The other day I sat on a double-decker party bus and wanted to go home. I wanted my husband on a couch with a movie, a double-ply goose down blanket and probably a pizza. I wanted a hammock in the sun and wind and time. I wanted to stop wanting. Instead, I arranged my face into some semblance of fun, admonished my inner quiet and pretended I wasn’t me.
I want harmony.
I must repel synchronicity in some way. Initially beckon it with a crooked finger, draw it close, inhale its clean breath, then blow it away.
I assure you it’s for reasons unknown.
Maybe the lines connecting my stars are opposing forces, not parallel, not straight, not even lines. Maybe they’re ziggy zags, lightning bolts, or black holes.

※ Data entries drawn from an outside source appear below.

//! `foreman jobs`.

use std::sync::Arc;
use std::time::Duration;

use anyhow::{Result, anyhow};
use console::style;

use foreman::config::ForemanConfig;
use foreman::gateway::CommandGateway;
use foreman::orchestrator::RunStores;
use foreman::scheduler::{JobName, JobScheduler, jobs};

use super::{fmt_opt_time, fmt_time};
use crate::JobsCommands;

fn parse_job(name: &str) -> Result<JobName> {
    JobName::from_str_opt(name).ok_or_else(|| {
        let known = JobName::ALL
            .iter()
            .map(|j| j.as_str())
            .collect::<Vec<_>>()
            .join(", ");
        anyhow!("Unknown job '{}'. Known jobs: {}", name, known)
    })
}

fn open_scheduler(config: &ForemanConfig) -> Result<Arc<JobScheduler>> {
    let scheduler = JobScheduler::from_config(config)?;
    let gateway = Arc::new(CommandGateway::from_config(config));
    jobs::register_defaults(&scheduler, config, gateway, &RunStores::from_config(config));
    Ok(Arc::new(scheduler))
}

pub async fn cmd_jobs(config: &ForemanConfig, command: JobsCommands) -> Result<()> {
    let scheduler = open_scheduler(config)?;
    match command {
        JobsCommands::List => {
            println!(
                "{:<22} {:>9} {:>6} {:>6} {:>6} {:<20} {:<20}",
                "JOB", "INTERVAL", "RUNS", "OK", "FAIL", "LAST RUN", "NEXT RUN"
            );
            for job in scheduler.jobs()? {
                println!(
                    "{:<22} {:>8}s {:>6} {:>6} {:>6} {:<20} {:<20}",
                    job.name.as_str(),
                    job.interval_secs,
                    job.run_count,
                    job.success_count,
                    job.failure_count,
                    fmt_opt_time(job.last_run_at),
                    job.next_run_at
                        .map(fmt_time)
                        .unwrap_or_else(|| "due".to_string())
                );
                if let Some(err) = &job.last_error {
                    println!("    {} {}", style("last error:").red(), err);
                }
            }
        }
        JobsCommands::Trigger { name } => {
            let name = parse_job(&name)?;
            let run = scheduler.trigger_job(name).await?;
            if run.success {
                println!(
                    "{} {} in {}ms: {}",
                    style("✓").green(),
                    name,
                    run.duration_ms,
                    run.summary.as_deref().unwrap_or("done")
                );
            } else {
                println!(
                    "{} {} failed after {}ms: {}",
                    style("✗").red(),
                    name,
                    run.duration_ms,
                    run.error.as_deref().unwrap_or("unknown error")
                );
            }
        }
        JobsCommands::Interval { name, secs } => {
            let name = parse_job(&name)?;
            let state = scheduler.set_interval(name, Duration::from_secs(secs))?;
            println!("{} now runs every {}s.", name, state.interval_secs);
        }
        JobsCommands::Serve => {
            scheduler.start();
            println!(
                "{} (Ctrl-C to stop)",
                style("Scheduler running").bold().cyan()
            );
            tokio::signal::ctrl_c().await?;
            scheduler.stop().await;
            println!("Scheduler stopped.");
        }
    }
    Ok(())
}
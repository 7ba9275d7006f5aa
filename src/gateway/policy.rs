//! Per-task command policies.
//!
//! A policy overlays the global gateway settings for one task: it can widen
//! the allowlist, deny specific binaries or patterns, and tighten or loosen
//! the per-task concurrency ceiling and timeout. It never replaces the
//! global baseline.

use std::collections::BTreeMap;
use std::path::PathBuf;
use std::sync::Mutex;
use std::time::Duration;

use chrono::{DateTime, Utc};
use serde::{Deserialize, Serialize};
use tracing::info;

use crate::errors::GatewayError;
use crate::store::DocumentStore;

#[derive(Debug, Clone, Default, PartialEq, Serialize, Deserialize)]
pub struct CommandPolicy {
    pub task_id: String,
    /// Extra binaries allowed on top of the global allowlist.
    #[serde(default)]
    pub allow: Vec<String>,
    #[serde(default)]
    pub deny: Vec<String>,
    #[serde(default)]
    pub deny_patterns: Vec<String>,
    #[serde(default)]
    pub max_concurrent: Option<usize>,
    #[serde(default)]
    pub timeout_ms: Option<u64>,
    #[serde(default)]
    pub updated_at: DateTime<Utc>,
}

impl CommandPolicy {
    pub fn new(task_id: impl Into<String>) -> Self {
        Self {
            task_id: task_id.into(),
            ..Default::default()
        }
    }

    pub fn timeout(&self) -> Option<Duration> {
        self.timeout_ms.map(Duration::from_millis)
    }
}

#[derive(Debug, Default, Serialize, Deserialize)]
pub struct PolicyDocument {
    pub policies: BTreeMap<String, CommandPolicy>,
}

pub struct PolicyStore {
    store: DocumentStore<PolicyDocument>,
    write_lock: Mutex<()>,
}

impl PolicyStore {
    pub fn new(path: impl Into<PathBuf>) -> Self {
        Self {
            store: DocumentStore::new(path),
            write_lock: Mutex::new(()),
        }
    }

    /// Insert or replace the policy for `policy.task_id`.
    pub fn set_policy(&self, mut policy: CommandPolicy) -> Result<CommandPolicy, GatewayError> {
        let _guard = self
            .write_lock
            .lock()
            .unwrap_or_else(|poisoned| poisoned.into_inner());
        policy.updated_at = Utc::now();
        let saved = self.store.update(|doc| {
            doc.policies
                .insert(policy.task_id.clone(), policy.clone());
            Ok::<_, GatewayError>(policy)
        })?;
        info!(task_id = %saved.task_id, "command policy updated");
        Ok(saved)
    }

    pub fn get_policy(&self, task_id: &str) -> Result<Option<CommandPolicy>, GatewayError> {
        Ok(self.store.load()?.policies.remove(task_id))
    }

    /// Returns whether a policy existed.
    pub fn remove_policy(&self, task_id: &str) -> Result<bool, GatewayError> {
        let _guard = self
            .write_lock
            .lock()
            .unwrap_or_else(|poisoned| poisoned.into_inner());
        self.store
            .update(|doc| Ok::<_, GatewayError>(doc.policies.remove(task_id).is_some()))
    }

    pub fn list(&self) -> Result<Vec<CommandPolicy>, GatewayError> {
        Ok(self.store.load()?.policies.into_values().collect())
    }
}
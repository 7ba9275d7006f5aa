//! Tracing setup for the `foreman` binary.
//!
//! - stderr layer, compact text or JSON (`--log-json`)
//! - daily rolling file under `.foreman/logs/foreman.log`
//!
//! Filtering comes from `FOREMAN_LOG`, then `RUST_LOG`, defaulting to `info`
//! (`debug` with `--verbose`).

use std::path::Path;

use tracing_appender::non_blocking::WorkerGuard;
use tracing_subscriber::{EnvFilter, fmt, layer::SubscriberExt, util::SubscriberInitExt};

/// Options for [`init`].
#[derive(Debug, Clone, Copy, Default)]
pub struct LogOptions {
    pub verbose: bool,
    pub json: bool,
}

fn build_filter(verbose: bool) -> EnvFilter {
    let default_level = if verbose { "debug" } else { "info" };
    std::env::var("FOREMAN_LOG")
        .ok()
        .and_then(|v| EnvFilter::try_new(v).ok())
        .or_else(|| EnvFilter::try_from_default_env().ok())
        .unwrap_or_else(|| EnvFilter::new(default_level))
}

/// Install the global subscriber. The returned guard flushes the file writer
/// on drop and must be held for the life of the process.
///
/// When `log_dir` is `None` only the stderr layer is installed.
pub fn init(log_dir: Option<&Path>, opts: LogOptions) -> Option<WorkerGuard> {
    let filter = build_filter(opts.verbose);

    let (file_layer, guard) = match log_dir {
        Some(dir) if std::fs::create_dir_all(dir).is_ok() => {
            let appender = tracing_appender::rolling::daily(dir, "foreman.log");
            let (writer, guard) = tracing_appender::non_blocking(appender);
            let layer = fmt::layer().with_writer(writer).with_ansi(false);
            (Some(layer), Some(guard))
        }
        _ => (None, None),
    };

    let registry = tracing_subscriber::registry().with(filter).with(file_layer);

    let result = if opts.json {
        registry
            .with(fmt::layer().json().with_writer(std::io::stderr))
            .try_init()
    } else {
        registry
            .with(fmt::layer().compact().with_writer(std::io::stderr))
            .try_init()
    };

    if let Err(e) = result {
        eprintln!("[foreman] tracing already initialized: {}", e);
    }

    guard
}
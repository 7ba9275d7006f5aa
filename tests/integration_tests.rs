//! Integration tests for the foreman CLI.
//!
//! Every test works on its own temporary project directory through
//! `--project-dir`, so nothing touches the real working tree.

use assert_cmd::Command;
use assert_cmd::cargo::cargo_bin_cmd;
use predicates::prelude::*;
use std::fs;
use tempfile::TempDir;

/// Helper to create a foreman Command
fn foreman() -> Command {
    cargo_bin_cmd!("foreman")
}

/// Helper to create a foreman Command bound to a project directory
fn foreman_in(dir: &TempDir) -> Command {
    let mut cmd = foreman();
    cmd.arg("--project-dir").arg(dir.path());
    cmd.env_remove("FOREMAN_AGENT_CMD");
    cmd.env_remove("FOREMAN_GATEWAY_ENABLED");
    cmd
}

/// Helper to create and initialize a temporary project
fn init_project() -> TempDir {
    let dir = TempDir::new().unwrap();
    foreman_in(&dir).arg("init").assert().success();
    dir
}

// =============================================================================
// Basic CLI Tests
// =============================================================================

mod cli_basics {
    use super::*;

    #[test]
    fn test_foreman_help() {
        foreman()
            .arg("--help")
            .assert()
            .success()
            .stdout(predicate::str::contains("run"))
            .stdout(predicate::str::contains("queue"));
    }

    #[test]
    fn test_foreman_version() {
        foreman().arg("--version").assert().success();
    }

    #[test]
    fn test_init_creates_structure() {
        let dir = TempDir::new().unwrap();

        foreman_in(&dir)
            .arg("init")
            .assert()
            .success()
            .stdout(predicate::str::contains("Initialized foreman"));

        assert!(dir.path().join(".foreman/foreman.toml").exists());
        assert!(dir.path().join(".foreman/logs").is_dir());
        assert!(dir.path().join(".foreman/workspaces").is_dir());
    }

    #[test]
    fn test_init_idempotent() {
        let dir = init_project();
        foreman_in(&dir)
            .arg("init")
            .assert()
            .success()
            .stdout(predicate::str::contains("already initialized"));
    }

    #[test]
    fn test_unknown_subcommand_fails() {
        foreman().arg("frobnicate").assert().failure();
    }
}

// =============================================================================
// Configuration
// =============================================================================

mod config {
    use super::*;

    #[test]
    fn test_config_validate_defaults() {
        let dir = init_project();
        foreman_in(&dir)
            .args(["config", "validate"])
            .assert()
            .success()
            .stdout(predicate::str::contains("Configuration is valid."));
    }

    #[test]
    fn test_config_validate_reports_warnings() {
        let dir = init_project();
        fs::write(
            dir.path().join(".foreman/foreman.toml"),
            r#"
[gateway]
deny_patterns = ["(unclosed"]

[orchestrator]
quality_threshold = 1.5
"#,
        )
        .unwrap();

        foreman_in(&dir)
            .args(["config", "validate"])
            .assert()
            .success()
            .stdout(predicate::str::contains("Configuration warnings:"))
            .stdout(predicate::str::contains("(unclosed"))
            .stdout(predicate::str::contains("quality_threshold"));
    }

    #[test]
    fn test_config_show_uses_file_values() {
        let dir = init_project();
        fs::write(
            dir.path().join(".foreman/foreman.toml"),
            r#"
[merge_queue]
main_branch = "trunk"

[verify]
commands = [["cargo", "test"]]
"#,
        )
        .unwrap();

        foreman_in(&dir)
            .args(["config", "show"])
            .assert()
            .success()
            .stdout(predicate::str::contains("main_branch = \"trunk\""))
            .stdout(predicate::str::contains("cargo test"));
    }

    #[test]
    fn test_config_init_does_not_overwrite() {
        let dir = TempDir::new().unwrap();
        foreman_in(&dir)
            .args(["config", "init"])
            .assert()
            .success()
            .stdout(predicate::str::contains("Created"));
        assert!(dir.path().join(".foreman/foreman.toml").exists());

        foreman_in(&dir)
            .args(["config", "init"])
            .assert()
            .success()
            .stdout(predicate::str::contains("already exists"));
    }

    #[test]
    fn test_invalid_toml_is_an_error() {
        let dir = init_project();
        fs::write(dir.path().join(".foreman/foreman.toml"), "[gateway\n").unwrap();
        foreman_in(&dir).arg("tasks").assert().failure();
    }
}

// =============================================================================
// Empty-state listings
// =============================================================================

mod listings {
    use super::*;

    #[test]
    fn test_tasks_empty() {
        let dir = init_project();
        foreman_in(&dir)
            .arg("tasks")
            .assert()
            .success()
            .stdout(predicate::str::contains("No tasks."));
    }

    #[test]
    fn test_status_without_runs() {
        let dir = init_project();
        foreman_in(&dir)
            .arg("status")
            .assert()
            .success()
            .stdout(predicate::str::contains("No runs yet"));
    }

    #[test]
    fn test_status_unknown_run_fails() {
        let dir = init_project();
        foreman_in(&dir)
            .args(["status", "run-missing"])
            .assert()
            .failure()
            .stderr(predicate::str::contains("run-missing"));
    }

    #[test]
    fn test_plan_unknown_task_fails() {
        let dir = init_project();
        foreman_in(&dir)
            .args(["plan", "task-missing"])
            .assert()
            .failure()
            .stderr(predicate::str::contains("No execution plan"));
    }

    #[test]
    fn test_queue_list_empty() {
        let dir = init_project();
        foreman_in(&dir)
            .args(["queue", "list"])
            .assert()
            .success()
            .stdout(predicate::str::contains("Merge queue is empty."));
    }

    #[test]
    fn test_queue_remove_missing_entry() {
        let dir = init_project();
        foreman_in(&dir)
            .args(["queue", "remove", "task-missing"])
            .assert()
            .success()
            .stdout(predicate::str::contains("not in the merge queue"));
    }
}

// =============================================================================
// Merge queue hand-off
// =============================================================================

mod merge_queue {
    use super::*;

    fn seed_queue(dir: &TempDir) {
        fs::write(
            dir.path().join(".foreman/merge-queue.json"),
            r#"{
  "version": 1,
  "updated_at": "2026-01-01T00:00:00Z",
  "data": {
    "entries": [
      {
        "task_id": "task-low",
        "branch": "foreman/task-low",
        "pr_number": null,
        "pr_url": null,
        "priority": 0,
        "status": "waiting",
        "conflict_detected": false,
        "enqueued_at": "2026-01-01T00:00:00Z",
        "updated_at": "2026-01-01T00:00:00Z"
      },
      {
        "task_id": "task-high",
        "branch": "foreman/task-high",
        "pr_number": 7,
        "pr_url": "https://example.com/pr/7",
        "priority": 5,
        "status": "ready",
        "conflict_detected": false,
        "enqueued_at": "2026-01-01T00:01:00Z",
        "updated_at": "2026-01-01T00:01:00Z"
      }
    ]
  }
}"#,
        )
        .unwrap();
    }

    #[test]
    fn test_queue_next_empty() {
        let dir = init_project();
        foreman_in(&dir)
            .args(["queue", "next"])
            .assert()
            .success()
            .stdout(predicate::str::contains("Merge queue is empty."));
    }

    #[test]
    fn test_queue_next_takes_highest_priority_then_merged() {
        let dir = init_project();
        seed_queue(&dir);

        foreman_in(&dir)
            .args(["queue", "next"])
            .assert()
            .success()
            .stdout(predicate::str::contains("task-high"))
            .stdout(predicate::str::contains("merging"));

        foreman_in(&dir)
            .args(["queue", "merged", "task-high"])
            .assert()
            .success()
            .stdout(predicate::str::contains("Merged task-high"));

        foreman_in(&dir)
            .args(["queue", "next"])
            .assert()
            .success()
            .stdout(predicate::str::contains("task-low"));

        foreman_in(&dir)
            .args(["queue", "list"])
            .assert()
            .success()
            .stdout(predicate::str::contains("merged"))
            .stdout(predicate::str::contains("merging"));
    }

    #[test]
    fn test_queue_merged_unknown_task_fails() {
        let dir = init_project();
        foreman_in(&dir)
            .args(["queue", "merged", "task-missing"])
            .assert()
            .failure()
            .stderr(predicate::str::contains("No merge queue entry"));
    }
}

// =============================================================================
// Runs
// =============================================================================

mod runs {
    use super::*;

    #[test]
    fn test_cancel_unknown_run_fails() {
        let dir = init_project();
        foreman_in(&dir)
            .args(["cancel", "run-missing"])
            .assert()
            .failure()
            .stderr(predicate::str::contains("not found"));
    }

    #[test]
    fn test_empty_objective_is_rejected() {
        let dir = init_project();
        foreman_in(&dir)
            .args(["run", "   "])
            .assert()
            .failure()
            .stderr(predicate::str::contains("Objective must not be empty"));
        assert!(!dir.path().join(".foreman/runs.json").exists());
    }

    #[test]
    fn test_run_outside_git_repo_is_recorded_as_failed() {
        // Not a git repository, so provisioning the worktree fails before
        // the agent is ever started.
        let dir = init_project();
        foreman_in(&dir)
            .args(["run", "add a README", "--no-pr"])
            .assert()
            .failure()
            .stderr(predicate::str::contains("failed"));

        foreman_in(&dir)
            .arg("status")
            .assert()
            .success()
            .stdout(predicate::str::contains("failed"))
            .stdout(predicate::str::contains("add a README"));
    }
}

// =============================================================================
// Scheduler
// =============================================================================

mod jobs {
    use super::*;

    #[test]
    fn test_jobs_list_shows_every_job() {
        let dir = init_project();
        foreman_in(&dir)
            .args(["jobs", "list"])
            .assert()
            .success()
            .stdout(predicate::str::contains("merge_queue_refresh"))
            .stdout(predicate::str::contains("stale_task_sweep"))
            .stdout(predicate::str::contains("audit_compaction"))
            .stdout(predicate::str::contains("workspace_cleanup"));
    }

    #[test]
    fn test_jobs_interval_below_minimum_fails() {
        let dir = init_project();
        foreman_in(&dir)
            .args(["jobs", "interval", "audit_compaction", "10"])
            .assert()
            .failure()
            .stderr(predicate::str::contains("at least 60s"));
    }

    #[test]
    fn test_jobs_interval_persists() {
        let dir = init_project();
        foreman_in(&dir)
            .args(["jobs", "interval", "stale_task_sweep", "120"])
            .assert()
            .success()
            .stdout(predicate::str::contains("every 120s"));

        foreman_in(&dir)
            .args(["jobs", "list"])
            .assert()
            .success()
            .stdout(predicate::str::contains("120s"));
    }

    #[test]
    fn test_jobs_trigger_unknown_job_fails() {
        let dir = init_project();
        foreman_in(&dir)
            .args(["jobs", "trigger", "defrag"])
            .assert()
            .failure()
            .stderr(predicate::str::contains("Known jobs"));
    }

    #[test]
    fn test_jobs_trigger_records_run() {
        let dir = init_project();
        foreman_in(&dir)
            .args(["jobs", "trigger", "stale_task_sweep"])
            .assert()
            .success()
            .stdout(predicate::str::contains("failed 0 stale tasks"));
        assert!(dir.path().join(".foreman/scheduler.json").exists());
    }
}

// =============================================================================
// Policies and audit
// =============================================================================

mod policies {
    use super::*;

    #[test]
    fn test_policy_set_show_clear() {
        let dir = init_project();
        foreman_in(&dir)
            .args([
                "policy",
                "set",
                "task-1",
                "--allow",
                "jq,curl",
                "--deny",
                "rm",
                "--timeout-ms",
                "5000",
            ])
            .assert()
            .success()
            .stdout(predicate::str::contains("jq, curl"));

        foreman_in(&dir)
            .args(["policy", "show", "task-1"])
            .assert()
            .success()
            .stdout(predicate::str::contains("rm"))
            .stdout(predicate::str::contains("5000ms"));

        foreman_in(&dir)
            .args(["policy", "clear", "task-1"])
            .assert()
            .success()
            .stdout(predicate::str::contains("Removed policy for task-1."));

        foreman_in(&dir)
            .args(["policy", "show", "task-1"])
            .assert()
            .success()
            .stdout(predicate::str::contains("global baseline applies"));
    }

    #[test]
    fn test_audit_empty() {
        let dir = init_project();
        foreman_in(&dir)
            .arg("audit")
            .assert()
            .success()
            .stdout(predicate::str::contains("No audit entries."));
    }

    #[test]
    fn test_audit_rejects_unknown_outcome() {
        let dir = init_project();
        foreman_in(&dir)
            .args(["audit", "--outcome", "exploded"])
            .assert()
            .failure()
            .stderr(predicate::str::contains("Invalid audit outcome"));
    }
}
//! Message shapes for the agent protocol.
//!
//! Outbound requests carry a numeric id allocated by the client. Inbound
//! messages fall into three kinds, distinguished by which fields are present:
//!
//! | kind         | fields                    |
//! |--------------|---------------------------|
//! | response     | `id` + `result` / `error` |
//! | request      | `id` (non-null) + `method`|
//! | notification | `method` without `id`     |

use serde::{Deserialize, Serialize};
use serde_json::{Value, json};

use crate::errors::ProtocolError;

/// JSON-RPC "method not found".
pub const METHOD_NOT_FOUND: i64 = -32601;

/// Error object carried in a response.
#[derive(Debug, Clone, PartialEq, Serialize, Deserialize)]
pub struct RpcError {
    pub code: i64,
    pub message: String,
    #[serde(default, skip_serializing_if = "Option::is_none")]
    pub data: Option<Value>,
}

/// Everything the client writes to the agent.
#[derive(Debug, Clone, Serialize)]
#[serde(untagged)]
pub enum OutgoingMessage {
    Request {
        id: u64,
        method: String,
        #[serde(skip_serializing_if = "Option::is_none")]
        params: Option<Value>,
    },
    Notification {
        method: String,
        #[serde(skip_serializing_if = "Option::is_none")]
        params: Option<Value>,
    },
    Response {
        id: Value,
        result: Value,
    },
    ErrorResponse {
        id: Value,
        error: RpcError,
    },
}

/// A classified inbound frame.
#[derive(Debug, Clone, PartialEq)]
pub enum IncomingMessage {
    Response {
        id: u64,
        outcome: Result<Value, RpcError>,
    },
    Request {
        id: Value,
        method: String,
        params: Option<Value>,
    },
    Notification {
        method: String,
        params: Option<Value>,
    },
}

impl IncomingMessage {
    /// Parse and classify one line.
    pub fn classify(line: &str) -> Result<Self, ProtocolError> {
        let value: Value = serde_json::from_str(line)
            .map_err(|e| ProtocolError::MalformedFrame(format!("{}: {}", e, truncate(line))))?;
        let obj = value
            .as_object()
            .ok_or_else(|| ProtocolError::MalformedFrame(format!("not an object: {}", truncate(line))))?;

        let id = obj.get("id").filter(|v| !v.is_null()).cloned();
        let params = obj.get("params").cloned();

        if let Some(method) = obj.get("method").and_then(Value::as_str) {
            return Ok(match id {
                Some(id) => IncomingMessage::Request {
                    id,
                    method: method.to_string(),
                    params,
                },
                None => IncomingMessage::Notification {
                    method: method.to_string(),
                    params,
                },
            });
        }

        let Some(id) = id else {
            return Err(ProtocolError::MalformedFrame(format!(
                "neither method nor id: {}",
                truncate(line)
            )));
        };
        let id = id.as_u64().ok_or_else(|| {
            ProtocolError::MalformedFrame(format!("non-numeric response id {}", id))
        })?;

        if let Some(err) = obj.get("error") {
            let err: RpcError = serde_json::from_value(err.clone())
                .map_err(|e| ProtocolError::MalformedFrame(format!("bad error object: {}", e)))?;
            return Ok(IncomingMessage::Response {
                id,
                outcome: Err(err),
            });
        }

        match obj.get("result") {
            Some(result) => Ok(IncomingMessage::Response {
                id,
                outcome: Ok(result.clone()),
            }),
            None => Err(ProtocolError::MalformedFrame(format!(
                "response {} has neither result nor error",
                id
            ))),
        }
    }
}

/// Canned reply for server requests that are approved without asking anyone.
/// `None` means the method is not auto-approved.
pub fn approval_response(method: &str) -> Option<Value> {
    match method {
        "item/fileChange/requestApproval" | "item/commandExecution/requestApproval" => {
            Some(json!({ "decision": "accept" }))
        }
        "applyPatchApproval" | "execCommandApproval" => Some(json!({ "decision": "approved" })),
        _ => None,
    }
}

fn truncate(s: &str) -> String {
    const MAX: usize = 200;
    if s.len() <= MAX {
        return s.to_string();
    }
    let mut end = MAX;
    while !s.is_char_boundary(end) {
        end -= 1;
    }
    format!("{}...", &s[..end])
}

Or maybe I’m just me, learning lessons, plumping up the process into melodrama; making something out of nothing.
Story of my life.
The zig zags.
Jenn @ Juggling Life says
I never would have thought that I’d choose home as often as I do but I’m rarely disappointed.
Aunt Snow (g) says
It’s tough, trying to be “fun” in a contrived situation.
We attended a cocktail reception hosted by people we loved, but for an official function. Much as I was grateful for their hospitality, I wished that all those other people would go away and we could talk to our friends.
Jessica says
damn dude. your writing…amazing.
No one has real synchronicity in their lives and if they say they do they are drunk, lying or both.
To always be wanting is something you can change. It’s about looking at what is right in front of you, looking at what is out there and realizing how good we all have it.
tinsenpup says
Wanting is the hallmark of passion, surely? I like home and I don’t like parties. I never have. I just thought I should like them. Now I try to listen to myself more.
vodkamom says
It’s funny how things become more clear with age. The older I get, the more content I am with my own tiny corner.
In my own little chair.
Jen says
The problem with parties is that they just take so much effort! Talking to people you don’t know. Yelling over loud music. Dressing in uncomfortable clothes. Smiling and laughing when you don’t feel like it, or when people just aren’t funny. It’s exhausting.
This doesn’t mean you aren’t a fun person. It just means you’ve matured enough to know that time is valuable, and you don’t want to waste it doing something exhausting.